Last November, Japan announced that it will provide a 40-year loan of about US$93 million (7.2 billion Japanese Yen) to Vietnam for equipment and capacity development connected to the bilateral satellite initiative.
The first two satellites are due to be launched in 2017 and 2020, according to Shohei Matsuura, senior advisor with the Japan International Cooperation Agency (JICA) in Hanoi.
Matsuura said the satellites will track data that will provide background information for future industrial development and land-use planning, as well as support Vietnam’s national efforts to prepare for climate change and natural disasters.
“Climate change is one of the biggest obstacles to development in South-East Asia,” Matsuura told SciDev.Net. “We want to assist Vietnam to take measures against climate change and natural disasters, and this will also be helpful to the surrounding countries.”

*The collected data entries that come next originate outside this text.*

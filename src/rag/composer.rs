//! Response composer: turns a ranked chunk list into a user-facing answer.
//!
//! With a generation provider ready, the answer is synthesized from the
//! top chunks under a no-fabrication instruction; on any failure the
//! composer degrades to a deterministic templated answer. An empty chunk
//! list always yields a usable fallback message.

use serde_json::Value;

use crate::llm::{Capability, ChatMessage, GenerationProvider};
use super::types::{RankedChunk, RetrievalResult};

/// How many top chunks ground a generated answer.
const GROUNDING_CHUNKS: usize = 3;
/// Preview length for related-information entries.
const RELATED_PREVIEW_CHARS: usize = 100;

/// Normalize a module label for display.
///
/// Integers become `"Module {n}"`, strings already starting with "module"
/// pass through, absent values become `"Module"`, anything else is
/// prefixed.
pub fn format_module(module: Option<&Value>) -> String {
    match module {
        None | Some(Value::Null) => "Module".to_string(),
        Some(Value::Number(number)) => format!("Module {number}"),
        Some(Value::String(label)) => {
            if label.to_lowercase().starts_with("module") {
                label.clone()
            } else {
                format!("Module {label}")
            }
        }
        Some(other) => format!("Module {other}"),
    }
}

pub struct ResponseComposer {
    generator: Capability<dyn GenerationProvider>,
}

impl ResponseComposer {
    pub fn new(generator: Capability<dyn GenerationProvider>) -> Self {
        Self { generator }
    }

    /// Compose the answer text for a query. Never empty, never fails.
    pub async fn compose(
        &self,
        query: &str,
        history: &[ChatMessage],
        result: &RetrievalResult,
        topic_summary: &str,
    ) -> String {
        if result.is_empty() {
            return fallback_message(topic_summary);
        }

        if let Capability::Ready(generator) = &self.generator {
            match self
                .generate_answer(generator.as_ref(), query, history, &result.chunks)
                .await
            {
                Ok(text) if !text.trim().is_empty() => return text,
                Ok(_) => {
                    tracing::warn!("Generation returned an empty answer; using templated response")
                }
                Err(err) => {
                    tracing::warn!("Generation failed ({}); using templated response", err)
                }
            }
        }

        templated_answer(&result.chunks)
    }

    async fn generate_answer(
        &self,
        generator: &dyn GenerationProvider,
        query: &str,
        history: &[ChatMessage],
        chunks: &[RankedChunk],
    ) -> Result<String, crate::llm::ProviderError> {
        let context = grounding_context(chunks);
        let system_context = format!(
            "You are a helpful learning assistant for a course. \
             Answer the user's question using only the course material below. \
             Cite the module each fact comes from. \
             If the material does not contain the answer, say that you do not \
             have that information instead of inventing one.\n\nCourse material:\n{context}"
        );

        let mut messages: Vec<ChatMessage> = history.to_vec();
        messages.push(ChatMessage::new("user", query));

        generator.generate(&system_context, &messages).await
    }
}

fn grounding_context(chunks: &[RankedChunk]) -> String {
    chunks
        .iter()
        .take(GROUNDING_CHUNKS)
        .enumerate()
        .map(|(i, ranked)| {
            format!(
                "[{}] ({})\n{}",
                i + 1,
                format_module(ranked.chunk.module.as_ref()),
                ranked.chunk.content
            )
        })
        .collect::<Vec<_>>()
        .join("\n\n")
}

fn templated_answer(chunks: &[RankedChunk]) -> String {
    let top = &chunks[0];
    let module = format_module(top.chunk.module.as_ref());
    let source_line = match &top.chunk.timestamp {
        Some(timestamp) => format!("*Source: {module} (Timestamp: {timestamp})*"),
        None => format!("*Source: {module}*"),
    };

    let mut response = format!(
        "Based on the course materials, here's what I found:\n\n\
         **{}**\n\n{}\n",
        top.chunk.content, source_line
    );

    if chunks.len() > 1 {
        response.push_str("\n**Related Information:**\n");
        for ranked in &chunks[1..] {
            response.push_str(&format!(
                "- {}... _{}_\n",
                preview(&ranked.chunk.content),
                format_module(ranked.chunk.module.as_ref())
            ));
        }
    }

    response.push_str("\nWould you like me to elaborate on any specific aspect?");
    response
}

fn preview(content: &str) -> String {
    content.chars().take(RELATED_PREVIEW_CHARS).collect()
}

fn fallback_message(topic_summary: &str) -> String {
    format!(
        "I don't have specific information about that in my knowledge base \
         for this course.\n\n\
         Here's what I can help you with:\n- {topic_summary}\n\n\
         Could you rephrase your question or ask about a specific topic from \
         the course? I'll do my best to help!"
    )
}
use std::sync::Arc;

use axum::extract::{Path, State};
use axum::response::IntoResponse;
use axum::Json;

use crate::core::errors::ApiError;
use crate::state::AppState;

pub async fn list_courses(
    State(state): State<Arc<AppState>>,
) -> Result<impl IntoResponse, ApiError> {
    let courses = state.storage.list_courses().await?;
    Ok(Json(courses))
}

pub async fn get_course(
    State(state): State<Arc<AppState>>,
    Path(course_id): Path<String>,
) -> Result<impl IntoResponse, ApiError> {
    let course = state
        .storage
        .find_course(&course_id)
        .await?
        .ok_or_else(|| ApiError::NotFound("Course not found".to_string()))?;
    Ok(Json(course))
}
//! Flat L2 vector index with on-disk persistence.
//!
//! A brute-force nearest-neighbor adapter over squared L2 distance, the
//! same structure the knowledge-base embeddings were originally indexed
//! with. The index and its document metadata are persisted as two
//! co-located artifacts under a shared logical name; restoring missing or
//! inconsistent artifacts yields an empty, usable index.

use std::cmp::Ordering;
use std::fs;
use std::path::Path;

use ndarray::ArrayView1;
use serde::{Deserialize, Serialize};

use crate::core::errors::ApiError;
use super::types::Chunk;

/// A search hit: the stored document plus its raw distance to the query.
#[derive(Debug, Clone)]
pub struct IndexHit {
    pub chunk: Chunk,
    pub distance: f32,
}

#[derive(Debug, Serialize, Deserialize)]
struct DocumentArtifact {
    documents: Vec<Chunk>,
}

#[derive(Debug)]
pub struct VectorIndex {
    dimension: usize,
    vectors: Vec<Vec<f32>>,
    documents: Vec<Chunk>,
}

impl VectorIndex {
    pub fn new(dimension: usize) -> Self {
        Self {
            dimension,
            vectors: Vec::new(),
            documents: Vec::new(),
        }
    }

    pub fn dimension(&self) -> usize {
        self.dimension
    }

    pub fn len(&self) -> usize {
        self.vectors.len()
    }

    pub fn is_empty(&self) -> bool {
        self.vectors.is_empty()
    }

    /// Append parallel vector/document sequences.
    pub fn add(&mut self, vectors: Vec<Vec<f32>>, documents: Vec<Chunk>) -> Result<(), ApiError> {
        if vectors.len() != documents.len() {
            return Err(ApiError::BadRequest(format!(
                "Vector/document length mismatch: {} != {}",
                vectors.len(),
                documents.len()
            )));
        }
        for vector in &vectors {
            if vector.len() != self.dimension {
                return Err(ApiError::BadRequest(format!(
                    "Vector dimension mismatch: {} != {}",
                    vector.len(),
                    self.dimension
                )));
            }
        }

        self.vectors.extend(vectors);
        self.documents.extend(documents);
        Ok(())
    }

    /// Return up to `k` nearest entries matching the course filter, each
    /// annotated with its raw squared-L2 distance. An empty index returns
    /// an empty sequence.
    pub fn search(
        &self,
        query: &[f32],
        k: usize,
        course_id: Option<&str>,
    ) -> Result<Vec<IndexHit>, ApiError> {
        if self.is_empty() || k == 0 {
            return Ok(Vec::new());
        }
        if query.len() != self.dimension {
            return Err(ApiError::BadRequest(format!(
                "Query dimension mismatch: {} != {}",
                query.len(),
                self.dimension
            )));
        }

        let mut scored: Vec<(usize, f32)> = self
            .vectors
            .iter()
            .enumerate()
            .map(|(idx, vector)| (idx, l2_distance(query, vector)))
            .collect();
        scored.sort_by(|a, b| a.1.partial_cmp(&b.1).unwrap_or(Ordering::Equal));

        let neighbors = k.min(self.len());
        let hits = scored
            .into_iter()
            .take(neighbors)
            .filter_map(|(idx, distance)| {
                let chunk = &self.documents[idx];
                match course_id {
                    Some(filter) if chunk.course_id != filter => None,
                    _ => Some(IndexHit {
                        chunk: chunk.clone(),
                        distance,
                    }),
                }
            })
            .take(k)
            .collect();

        Ok(hits)
    }

    /// Persist the index as `{name}.index` (little-endian f32 blob with a
    /// count/dimension header) plus `{name}_docs.json` (document metadata).
    pub fn persist(&self, dir: &Path, name: &str) -> Result<(), ApiError> {
        fs::create_dir_all(dir).map_err(ApiError::internal)?;

        let mut blob = Vec::with_capacity(8 + self.len() * self.dimension * 4);
        blob.extend_from_slice(&(self.len() as u32).to_le_bytes());
        blob.extend_from_slice(&(self.dimension as u32).to_le_bytes());
        for vector in &self.vectors {
            for value in vector {
                blob.extend_from_slice(&value.to_le_bytes());
            }
        }
        fs::write(dir.join(format!("{name}.index")), blob).map_err(ApiError::internal)?;

        let artifact = DocumentArtifact {
            documents: self.documents.clone(),
        };
        let docs_json = serde_json::to_string_pretty(&artifact).map_err(ApiError::internal)?;
        fs::write(dir.join(format!("{name}_docs.json")), docs_json).map_err(ApiError::internal)?;

        tracing::info!("Persisted vector index '{}' ({} entries)", name, self.len());
        Ok(())
    }

    /// Restore an index from its persisted artifacts. Missing, unreadable,
    /// or mutually inconsistent artifacts leave the index empty rather
    /// than failing.
    pub fn restore(dir: &Path, name: &str, dimension: usize) -> Self {
        let index_path = dir.join(format!("{name}.index"));
        let docs_path = dir.join(format!("{name}_docs.json"));

        let Some((stored_dimension, vectors)) = read_index_blob(&index_path) else {
            return Self::new(dimension);
        };

        let documents = match fs::read_to_string(&docs_path)
            .ok()
            .and_then(|contents| serde_json::from_str::<DocumentArtifact>(&contents).ok())
        {
            Some(artifact) => artifact.documents,
            None => {
                tracing::warn!(
                    "Vector index '{}' has no readable document artifact; starting empty",
                    name
                );
                return Self::new(dimension);
            }
        };

        if documents.len() != vectors.len() {
            tracing::warn!(
                "Vector index '{}' artifacts disagree ({} vectors, {} documents); starting empty",
                name,
                vectors.len(),
                documents.len()
            );
            return Self::new(dimension);
        }

        tracing::info!("Loaded vector index '{}' ({} entries)", name, vectors.len());
        Self {
            dimension: stored_dimension,
            vectors,
            documents,
        }
    }
}

fn read_index_blob(path: &Path) -> Option<(usize, Vec<Vec<f32>>)> {
    let bytes = fs::read(path).ok()?;
    if bytes.len() < 8 {
        return None;
    }

    let count = u32::from_le_bytes([bytes[0], bytes[1], bytes[2], bytes[3]]) as usize;
    let dimension = u32::from_le_bytes([bytes[4], bytes[5], bytes[6], bytes[7]]) as usize;
    let data = &bytes[8..];
    if dimension == 0 || data.len() != count * dimension * 4 {
        tracing::warn!("Vector index blob at {} is malformed; ignoring", path.display());
        return None;
    }

    let mut vectors = Vec::with_capacity(count);
    for row in data.chunks_exact(dimension * 4) {
        let vector: Vec<f32> = row
            .chunks_exact(4)
            .map(|value| f32::from_le_bytes([value[0], value[1], value[2], value[3]]))
            .collect();
        vectors.push(vector);
    }

    Some((dimension, vectors))
}

fn l2_distance(query: &[f32], candidate: &[f32]) -> f32 {
    let query = ArrayView1::from(query);
    let candidate = ArrayView1::from(candidate);
    let diff = &query - &candidate;
    diff.dot(&diff)
}

#[cfg(test)]
mod tests {
    use super::*;

    fn chunk(id: &str, course_id: &str) -> Chunk {
        Chunk {
            chunk_id: id.to_string(),
            course_id: course_id.to_string(),
            content: format!("content of {id}"),
            topic: "topic".to_string(),
            module: None,
            timestamp: None,
            content_type: "text".to_string(),
            embedding: None,
        }
    }

    fn sample_index() -> VectorIndex {
        let mut index = VectorIndex::new(2);
        index
            .add(
                vec![vec![0.0, 0.0], vec![1.0, 0.0], vec![0.0, 3.0]],
                vec![
                    chunk("origin", "demo-101"),
                    chunk("unit-x", "demo-101"),
                    chunk("far-y", "other-202"),
                ],
            )
            .expect("add should succeed");
        index
    }

    #[test]
    fn search_returns_nearest_first_with_distances() {
        let index = sample_index();
        let hits = index.search(&[0.9, 0.0], 3, None).expect("search");

        assert_eq!(hits[0].chunk.chunk_id, "unit-x");
        assert!((hits[0].distance - 0.01).abs() < 1e-5);
        assert!(hits[0].distance < hits[1].distance);
    }

    #[test]
    fn search_filters_by_course() {
        let index = sample_index();
        let hits = index
            .search(&[0.0, 2.0], 3, Some("other-202"))
            .expect("search");

        assert_eq!(hits.len(), 1);
        assert_eq!(hits[0].chunk.chunk_id, "far-y");
    }

    #[test]
    fn empty_index_returns_empty_hits() {
        let index = VectorIndex::new(4);
        let hits = index.search(&[0.0; 4], 5, None).expect("search");
        assert!(hits.is_empty());
    }

    #[test]
    fn add_rejects_mismatched_lengths() {
        let mut index = VectorIndex::new(2);
        let result = index.add(vec![vec![0.0, 0.0]], vec![]);
        assert!(result.is_err());
    }

    #[test]
    fn persist_and_restore_round_trip() {
        let dir = tempfile::tempdir().expect("tempdir");
        let index = sample_index();
        index.persist(dir.path(), "kb").expect("persist");

        let restored = VectorIndex::restore(dir.path(), "kb", 2);
        assert_eq!(restored.len(), 3);
        assert_eq!(restored.dimension(), 2);

        let hits = restored.search(&[0.9, 0.0], 1, None).expect("search");
        assert_eq!(hits[0].chunk.chunk_id, "unit-x");
    }

    #[test]
    fn restore_missing_artifacts_yields_empty_index() {
        let dir = tempfile::tempdir().expect("tempdir");
        let restored = VectorIndex::restore(dir.path(), "missing", 8);
        assert!(restored.is_empty());
        assert_eq!(restored.dimension(), 8);
    }

    #[test]
    fn restore_inconsistent_artifacts_yields_empty_index() {
        let dir = tempfile::tempdir().expect("tempdir");
        let index = sample_index();
        index.persist(dir.path(), "kb").expect("persist");

        // Truncate the document list so it disagrees with the blob.
        let docs_path = dir.path().join("kb_docs.json");
        std::fs::write(&docs_path, r#"{"documents": []}"#).expect("write");

        let restored = VectorIndex::restore(dir.path(), "kb", 2);
        assert!(restored.is_empty());
    }
}
//! Retrieval orchestrator: strategy selection and degradation policy.
//!
//! Vector search is a pure enhancement attempted first; keyword ranking
//! over the chunk store is the always-available baseline. Any failure on
//! the vector path is logged and silently downgraded, never surfaced.

use std::sync::Arc;

use thiserror::Error;

use crate::core::errors::ApiError;
use crate::llm::{Capability, EmbeddingProvider, ProviderError};
use crate::storage::ChunkStore;
use super::index::VectorIndex;
use super::keyword::rank_by_keywords;
use super::types::{RankedChunk, RetrievalResult, RetrievalStrategy};

#[derive(Debug, Error)]
enum VectorSearchFailure {
    #[error("query embedding failed: {0}")]
    Embedding(#[from] ProviderError),
    #[error("index search failed: {0}")]
    Index(#[from] ApiError),
}

pub struct Retriever {
    chunk_store: Arc<dyn ChunkStore>,
    index: Arc<VectorIndex>,
    embedder: Capability<dyn EmbeddingProvider>,
}

impl Retriever {
    pub fn new(
        chunk_store: Arc<dyn ChunkStore>,
        index: Arc<VectorIndex>,
        embedder: Capability<dyn EmbeddingProvider>,
    ) -> Self {
        Self {
            chunk_store,
            index,
            embedder,
        }
    }

    /// Produce a ranked candidate list for the query, scoped to one course.
    ///
    /// A course with no chunks yields an empty result; that is not an
    /// error condition.
    pub async fn retrieve(
        &self,
        course_id: &str,
        query: &str,
        top_k: usize,
    ) -> Result<RetrievalResult, ApiError> {
        if let Capability::Ready(embedder) = &self.embedder {
            if !self.index.is_empty() {
                match self.vector_search(embedder, course_id, query, top_k).await {
                    Ok(result) => return Ok(result),
                    Err(failure) => {
                        tracing::warn!(
                            "Vector search unavailable for course {} ({}); falling back to keyword ranking",
                            course_id,
                            failure
                        );
                    }
                }
            }
        }

        self.keyword_search(course_id, query, top_k).await
    }

    async fn vector_search(
        &self,
        embedder: &Arc<dyn EmbeddingProvider>,
        course_id: &str,
        query: &str,
        top_k: usize,
    ) -> Result<RetrievalResult, VectorSearchFailure> {
        let query_embedding = embedder.embed(query).await?;
        let hits = self.index.search(&query_embedding, top_k, Some(course_id))?;

        let chunks = hits
            .into_iter()
            .map(|hit| RankedChunk {
                score: 1.0 / (1.0 + hit.distance),
                distance: Some(hit.distance),
                chunk: hit.chunk,
            })
            .collect();

        Ok(RetrievalResult {
            chunks,
            strategy: RetrievalStrategy::Vector,
        })
    }

    async fn keyword_search(
        &self,
        course_id: &str,
        query: &str,
        top_k: usize,
    ) -> Result<RetrievalResult, ApiError> {
        let chunks = self.chunk_store.get_chunks(course_id).await?;
        Ok(RetrievalResult {
            chunks: rank_by_keywords(&chunks, query, top_k),
            strategy: RetrievalStrategy::Keyword,
        })
    }
}
use std::sync::Arc;

use anyhow::Context;

use crate::core::config::{AppPaths, Settings};
use crate::llm::{Capability, EmbeddingProvider, GenerationProvider, OpenAiProvider};
use crate::rag::{RagChatbot, VectorIndex};
use crate::storage::{ChunkStore, JsonStorage};

/// Global application state shared across all routes.
///
/// The state owns the lifecycle of every retrieval dependency: storage,
/// the vector index snapshot, and the optional providers. The chatbot
/// receives them by injection and holds no globals of its own.
#[derive(Clone)]
pub struct AppState {
    pub paths: Arc<AppPaths>,
    pub settings: Settings,
    pub storage: Arc<JsonStorage>,
    pub chatbot: Arc<RagChatbot>,
}

impl AppState {
    pub async fn initialize() -> anyhow::Result<Arc<Self>> {
        let paths = Arc::new(AppPaths::new());
        let settings = Settings::load(&paths);
        Self::with_parts(paths, settings).await
    }

    /// Build state from explicit paths and settings (used by tests and
    /// the offline tooling).
    pub async fn with_parts(paths: Arc<AppPaths>, settings: Settings) -> anyhow::Result<Arc<Self>> {
        let storage = Arc::new(JsonStorage::new(paths.storage_dir.clone()));
        storage
            .initialize()
            .await
            .context("Failed to initialize storage")?;

        let index = Arc::new(VectorIndex::restore(
            &paths.embeddings_dir,
            &settings.vector_index_name,
            settings.embedding_dimensions,
        ));

        let (embedder, generator) = provider_capabilities(build_provider(&settings));
        tracing::info!(
            "Capabilities: vector index {} entries, embeddings {}, generation {}",
            index.len(),
            if embedder.is_ready() { "ready" } else { "unavailable" },
            if generator.is_ready() { "ready" } else { "unavailable" },
        );

        let chatbot = Arc::new(RagChatbot::new(
            Arc::clone(&storage) as Arc<dyn ChunkStore>,
            index,
            embedder,
            generator,
            settings.rag_top_k,
        ));

        Ok(Arc::new(AppState {
            paths,
            settings,
            storage,
            chatbot,
        }))
    }
}

/// Construct the configured provider, if credentials exist. Absence is a
/// normal configuration state, not an error.
pub fn build_provider(settings: &Settings) -> Option<OpenAiProvider> {
    if settings.use_azure_openai {
        match (
            &settings.azure_openai_api_key,
            &settings.azure_openai_endpoint,
        ) {
            (Some(api_key), Some(endpoint)) => Some(OpenAiProvider::azure(
                api_key.clone(),
                endpoint.clone(),
                settings.azure_openai_deployment_name.clone(),
                settings.azure_openai_embedding_deployment_name.clone(),
                settings.azure_openai_api_version.clone(),
                settings.embedding_dimensions,
                settings.provider_timeout_secs,
            )),
            _ => None,
        }
    } else {
        settings.openai_api_key.as_ref().map(|api_key| {
            OpenAiProvider::openai(
                api_key.clone(),
                settings.openai_base_url.clone(),
                settings.openai_model.clone(),
                settings.openai_embedding_model.clone(),
                settings.embedding_dimensions,
                settings.provider_timeout_secs,
            )
        })
    }
}

/// Split one provider instance into its embedding and generation
/// capabilities; either side may be unavailable on its own (e.g. an Azure
/// setup with only a chat deployment).
pub fn provider_capabilities(
    provider: Option<OpenAiProvider>,
) -> (
    Capability<dyn EmbeddingProvider>,
    Capability<dyn GenerationProvider>,
) {
    match provider {
        Some(provider) => {
            let shared = Arc::new(provider);
            let embedder = if shared.supports_embeddings() {
                Capability::Ready(Arc::clone(&shared) as Arc<dyn EmbeddingProvider>)
            } else {
                Capability::Unavailable
            };
            let generator = if shared.supports_generation() {
                Capability::Ready(shared as Arc<dyn GenerationProvider>)
            } else {
                Capability::Unavailable
            };
            (embedder, generator)
        }
        None => (Capability::Unavailable, Capability::Unavailable),
    }
}

#[cfg(test)]
mod tests {
    use super::*;

    #[test]
    fn no_credentials_means_no_capabilities() {
        let settings = Settings::default();
        assert!(build_provider(&settings).is_none());

        let (embedder, generator) = provider_capabilities(None);
        assert!(!embedder.is_ready());
        assert!(!generator.is_ready());
    }

    #[test]
    fn openai_key_enables_both_capabilities() {
        let settings = Settings {
            openai_api_key: Some("sk-test".to_string()),
            ..Settings::default()
        };

        let (embedder, generator) = provider_capabilities(build_provider(&settings));
        assert!(embedder.is_ready());
        assert!(generator.is_ready());
    }

    #[test]
    fn azure_chat_only_setup_lacks_embeddings() {
        let settings = Settings {
            use_azure_openai: true,
            azure_openai_api_key: Some("key".to_string()),
            azure_openai_endpoint: Some("https://example.openai.azure.com".to_string()),
            azure_openai_deployment_name: Some("gpt4-chat".to_string()),
            azure_openai_embedding_deployment_name: None,
            ..Settings::default()
        };

        let (embedder, generator) = provider_capabilities(build_provider(&settings));
        assert!(!embedder.is_ready());
        assert!(generator.is_ready());
    }

    #[tokio::test]
    async fn state_initializes_against_an_empty_data_dir() {
        let dir = tempfile::tempdir().expect("tempdir");
        let paths = Arc::new(AppPaths::with_data_dir(dir.path().to_path_buf()));
        let settings = Settings::default();

        let state = AppState::with_parts(paths, settings)
            .await
            .expect("initialize");

        let answer = state
            .chatbot
            .answer("demo-101", "What are pointers?", &[])
            .await
            .expect("answer");
        assert!(!answer.message.is_empty());
        assert!(answer.sources.is_empty());
    }
}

Last year, Vietnam, Cambodia and Thailand were ravaged by heavy flooding that claimed hundreds of lives and caused millions of dollars in damages.
Vietnam is believed to be one of the most vulnerable countries to climate change. It experiences heavy rainfall and has a low-lying coastline. Nearly four in five Vietnamese people live within 100 kilometres of the coast, and natural disasters kill more than 450 people each year, the UN says.
The satellites are just one component of Vietnam’s preparation to become a regional leader in space technology. State media reported in November that a National Space Centre will be built outside Hanoi, at a cost of more than US$600 million, with the goal of providing a research facility for communications, weather forecasting and search and rescue activities
Reached by phone last week, officials at the state-run Space Technology Institute in Vietnam declined SciDev.Net’s request for comment.
The United States has also expressed an interest in helping Vietnam to develop its space programme. In December, Michael O’Brien, associate administrator for international and interagency relations for the US National Aeronautics and Space Administration (NASA), visited Hanoi and Ho Chi Minh City, the first senior NASA official to have done so.
During his visit, O’Brien signed a statement of intent with Vietnamese officials affirming “strong bilateral interest in cooperation on space-based research, including Earth science, weather research, remote sensing, and educational activities”, according to the US Embassy in Vietnam.